Which of the lines in the listing that follows hold "struct"? Pull each one out.
+++ Input records +++
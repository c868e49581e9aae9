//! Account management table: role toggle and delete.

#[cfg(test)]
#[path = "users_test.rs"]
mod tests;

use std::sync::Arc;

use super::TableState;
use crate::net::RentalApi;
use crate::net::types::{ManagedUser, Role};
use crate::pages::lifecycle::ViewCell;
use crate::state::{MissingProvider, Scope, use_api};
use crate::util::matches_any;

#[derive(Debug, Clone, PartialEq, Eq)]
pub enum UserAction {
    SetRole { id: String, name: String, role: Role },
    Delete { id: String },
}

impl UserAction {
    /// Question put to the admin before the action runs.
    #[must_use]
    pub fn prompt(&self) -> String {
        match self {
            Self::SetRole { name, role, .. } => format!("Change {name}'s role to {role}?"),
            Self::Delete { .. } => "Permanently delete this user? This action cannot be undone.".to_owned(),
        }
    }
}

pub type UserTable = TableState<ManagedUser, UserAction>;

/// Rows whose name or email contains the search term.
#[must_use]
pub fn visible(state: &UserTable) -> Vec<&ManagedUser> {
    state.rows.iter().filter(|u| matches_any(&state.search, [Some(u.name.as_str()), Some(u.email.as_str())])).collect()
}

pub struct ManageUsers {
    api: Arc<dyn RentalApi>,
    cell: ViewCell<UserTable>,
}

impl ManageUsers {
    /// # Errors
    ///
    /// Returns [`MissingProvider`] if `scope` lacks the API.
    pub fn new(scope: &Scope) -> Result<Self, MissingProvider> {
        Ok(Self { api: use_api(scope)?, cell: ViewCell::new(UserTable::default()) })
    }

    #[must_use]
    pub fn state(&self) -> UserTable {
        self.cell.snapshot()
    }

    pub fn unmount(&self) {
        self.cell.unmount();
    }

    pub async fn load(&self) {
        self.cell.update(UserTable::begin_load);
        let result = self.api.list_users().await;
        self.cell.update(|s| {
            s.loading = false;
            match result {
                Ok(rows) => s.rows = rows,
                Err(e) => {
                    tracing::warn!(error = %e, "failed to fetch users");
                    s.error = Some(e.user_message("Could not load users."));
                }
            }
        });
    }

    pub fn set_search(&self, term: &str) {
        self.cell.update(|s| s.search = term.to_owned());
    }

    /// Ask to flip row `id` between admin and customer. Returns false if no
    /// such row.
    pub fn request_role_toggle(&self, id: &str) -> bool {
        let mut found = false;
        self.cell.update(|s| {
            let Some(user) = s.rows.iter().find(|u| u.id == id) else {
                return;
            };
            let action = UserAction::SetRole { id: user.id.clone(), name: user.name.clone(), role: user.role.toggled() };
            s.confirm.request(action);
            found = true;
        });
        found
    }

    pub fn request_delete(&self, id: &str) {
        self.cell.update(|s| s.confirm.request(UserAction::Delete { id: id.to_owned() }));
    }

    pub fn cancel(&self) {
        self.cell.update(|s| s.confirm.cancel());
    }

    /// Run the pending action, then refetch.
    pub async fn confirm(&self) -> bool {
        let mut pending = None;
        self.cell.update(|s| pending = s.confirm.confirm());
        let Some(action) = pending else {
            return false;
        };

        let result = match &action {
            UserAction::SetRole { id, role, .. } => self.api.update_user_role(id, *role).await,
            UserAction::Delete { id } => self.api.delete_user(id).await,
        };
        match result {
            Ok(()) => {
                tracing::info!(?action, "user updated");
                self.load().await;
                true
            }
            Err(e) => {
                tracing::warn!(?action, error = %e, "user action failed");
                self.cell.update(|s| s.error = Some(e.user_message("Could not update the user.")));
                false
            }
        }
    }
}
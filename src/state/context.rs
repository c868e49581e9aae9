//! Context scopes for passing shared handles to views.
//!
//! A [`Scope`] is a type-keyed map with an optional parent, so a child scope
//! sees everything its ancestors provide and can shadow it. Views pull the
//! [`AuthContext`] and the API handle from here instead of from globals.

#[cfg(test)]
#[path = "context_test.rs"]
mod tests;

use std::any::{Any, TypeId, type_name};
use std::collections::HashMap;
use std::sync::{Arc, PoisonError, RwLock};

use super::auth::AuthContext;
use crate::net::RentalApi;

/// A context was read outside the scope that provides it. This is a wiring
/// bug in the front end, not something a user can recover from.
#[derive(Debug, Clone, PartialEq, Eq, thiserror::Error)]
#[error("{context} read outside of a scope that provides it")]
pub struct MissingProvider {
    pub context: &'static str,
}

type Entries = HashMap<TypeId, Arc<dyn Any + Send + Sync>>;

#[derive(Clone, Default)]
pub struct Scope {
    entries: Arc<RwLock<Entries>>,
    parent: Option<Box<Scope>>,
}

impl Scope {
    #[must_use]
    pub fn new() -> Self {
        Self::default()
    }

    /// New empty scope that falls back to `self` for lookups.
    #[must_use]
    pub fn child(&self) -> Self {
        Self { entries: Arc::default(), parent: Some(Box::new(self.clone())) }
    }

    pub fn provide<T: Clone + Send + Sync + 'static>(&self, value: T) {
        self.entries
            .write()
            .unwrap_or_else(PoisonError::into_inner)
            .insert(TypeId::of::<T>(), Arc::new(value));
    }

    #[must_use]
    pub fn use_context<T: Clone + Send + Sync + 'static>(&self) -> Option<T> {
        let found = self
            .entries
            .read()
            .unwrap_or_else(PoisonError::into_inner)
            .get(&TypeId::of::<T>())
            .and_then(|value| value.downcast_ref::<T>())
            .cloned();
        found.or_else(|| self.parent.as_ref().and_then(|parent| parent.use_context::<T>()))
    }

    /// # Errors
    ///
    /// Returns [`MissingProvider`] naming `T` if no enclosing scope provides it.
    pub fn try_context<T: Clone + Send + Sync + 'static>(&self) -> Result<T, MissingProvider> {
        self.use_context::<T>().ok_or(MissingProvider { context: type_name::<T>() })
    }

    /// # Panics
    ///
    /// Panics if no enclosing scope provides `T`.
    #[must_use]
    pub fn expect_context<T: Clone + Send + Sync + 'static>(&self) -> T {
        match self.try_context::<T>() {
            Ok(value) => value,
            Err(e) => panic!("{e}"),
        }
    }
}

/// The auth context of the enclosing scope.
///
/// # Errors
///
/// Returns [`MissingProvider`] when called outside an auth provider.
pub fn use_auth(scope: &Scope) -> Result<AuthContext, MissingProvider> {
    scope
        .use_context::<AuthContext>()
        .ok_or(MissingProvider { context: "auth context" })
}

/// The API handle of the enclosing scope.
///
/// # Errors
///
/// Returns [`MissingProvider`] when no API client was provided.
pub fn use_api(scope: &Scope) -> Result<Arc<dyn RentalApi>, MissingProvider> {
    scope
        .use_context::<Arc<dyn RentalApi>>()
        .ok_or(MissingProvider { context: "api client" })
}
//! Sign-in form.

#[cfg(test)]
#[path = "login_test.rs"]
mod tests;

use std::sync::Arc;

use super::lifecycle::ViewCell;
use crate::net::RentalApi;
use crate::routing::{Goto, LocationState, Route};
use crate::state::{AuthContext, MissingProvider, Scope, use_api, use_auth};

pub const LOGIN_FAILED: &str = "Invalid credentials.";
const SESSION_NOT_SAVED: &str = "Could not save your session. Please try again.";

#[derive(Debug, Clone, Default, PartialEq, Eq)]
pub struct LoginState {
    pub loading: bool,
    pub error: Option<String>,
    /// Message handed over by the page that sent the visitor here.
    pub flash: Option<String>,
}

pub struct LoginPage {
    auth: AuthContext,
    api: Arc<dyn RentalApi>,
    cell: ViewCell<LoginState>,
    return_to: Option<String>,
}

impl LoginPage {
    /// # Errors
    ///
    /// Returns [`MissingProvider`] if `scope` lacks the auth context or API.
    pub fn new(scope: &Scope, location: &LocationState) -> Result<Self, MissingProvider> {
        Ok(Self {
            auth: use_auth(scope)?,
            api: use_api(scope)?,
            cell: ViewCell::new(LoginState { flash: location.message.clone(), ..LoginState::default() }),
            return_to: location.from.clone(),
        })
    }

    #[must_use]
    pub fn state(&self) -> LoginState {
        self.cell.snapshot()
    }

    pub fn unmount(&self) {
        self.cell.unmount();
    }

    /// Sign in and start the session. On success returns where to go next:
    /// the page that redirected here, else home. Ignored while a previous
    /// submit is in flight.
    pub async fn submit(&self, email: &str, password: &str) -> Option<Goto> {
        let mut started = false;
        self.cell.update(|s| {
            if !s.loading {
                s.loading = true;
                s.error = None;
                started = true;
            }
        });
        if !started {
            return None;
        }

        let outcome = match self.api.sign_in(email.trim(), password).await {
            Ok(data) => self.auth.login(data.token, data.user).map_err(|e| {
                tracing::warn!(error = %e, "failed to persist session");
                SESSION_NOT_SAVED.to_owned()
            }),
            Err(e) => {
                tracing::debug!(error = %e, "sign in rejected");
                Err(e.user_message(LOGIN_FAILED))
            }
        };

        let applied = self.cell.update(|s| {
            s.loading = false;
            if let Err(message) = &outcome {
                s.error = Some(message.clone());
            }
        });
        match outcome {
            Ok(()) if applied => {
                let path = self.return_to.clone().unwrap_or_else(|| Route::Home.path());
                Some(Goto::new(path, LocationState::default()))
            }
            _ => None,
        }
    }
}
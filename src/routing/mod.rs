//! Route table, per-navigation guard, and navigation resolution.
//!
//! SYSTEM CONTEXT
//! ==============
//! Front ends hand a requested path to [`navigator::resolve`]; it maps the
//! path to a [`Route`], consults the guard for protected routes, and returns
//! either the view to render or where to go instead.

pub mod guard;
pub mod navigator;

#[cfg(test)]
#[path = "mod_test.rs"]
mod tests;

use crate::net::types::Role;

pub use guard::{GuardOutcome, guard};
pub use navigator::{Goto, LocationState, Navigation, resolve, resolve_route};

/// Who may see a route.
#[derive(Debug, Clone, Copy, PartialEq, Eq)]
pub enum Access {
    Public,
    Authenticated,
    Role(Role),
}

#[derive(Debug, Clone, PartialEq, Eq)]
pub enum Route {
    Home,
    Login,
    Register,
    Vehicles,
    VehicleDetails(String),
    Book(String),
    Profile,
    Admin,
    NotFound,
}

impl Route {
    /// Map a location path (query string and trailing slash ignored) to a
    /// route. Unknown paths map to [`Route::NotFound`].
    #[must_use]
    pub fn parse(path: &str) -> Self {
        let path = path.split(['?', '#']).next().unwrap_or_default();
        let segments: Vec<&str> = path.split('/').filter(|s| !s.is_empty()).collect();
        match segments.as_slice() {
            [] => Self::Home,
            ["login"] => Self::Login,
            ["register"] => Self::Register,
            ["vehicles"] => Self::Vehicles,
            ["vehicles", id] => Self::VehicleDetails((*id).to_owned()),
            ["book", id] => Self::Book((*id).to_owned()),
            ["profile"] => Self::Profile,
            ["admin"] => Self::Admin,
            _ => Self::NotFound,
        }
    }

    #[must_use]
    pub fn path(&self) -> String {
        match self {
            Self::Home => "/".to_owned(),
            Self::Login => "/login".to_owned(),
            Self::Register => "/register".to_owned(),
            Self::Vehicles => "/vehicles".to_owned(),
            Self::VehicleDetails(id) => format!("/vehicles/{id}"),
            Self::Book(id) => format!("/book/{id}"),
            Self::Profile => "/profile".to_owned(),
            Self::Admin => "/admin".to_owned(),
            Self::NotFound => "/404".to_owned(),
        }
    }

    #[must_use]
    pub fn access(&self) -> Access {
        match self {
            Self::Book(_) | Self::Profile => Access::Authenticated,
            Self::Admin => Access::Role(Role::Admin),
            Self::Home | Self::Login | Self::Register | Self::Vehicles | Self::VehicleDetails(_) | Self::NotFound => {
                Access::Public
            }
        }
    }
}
+++
Answer to this problem:
pub struct ManageUsers {
pub struct MissingProvider {
pub struct Scope {
pub struct LoginState {
pub struct LoginPage {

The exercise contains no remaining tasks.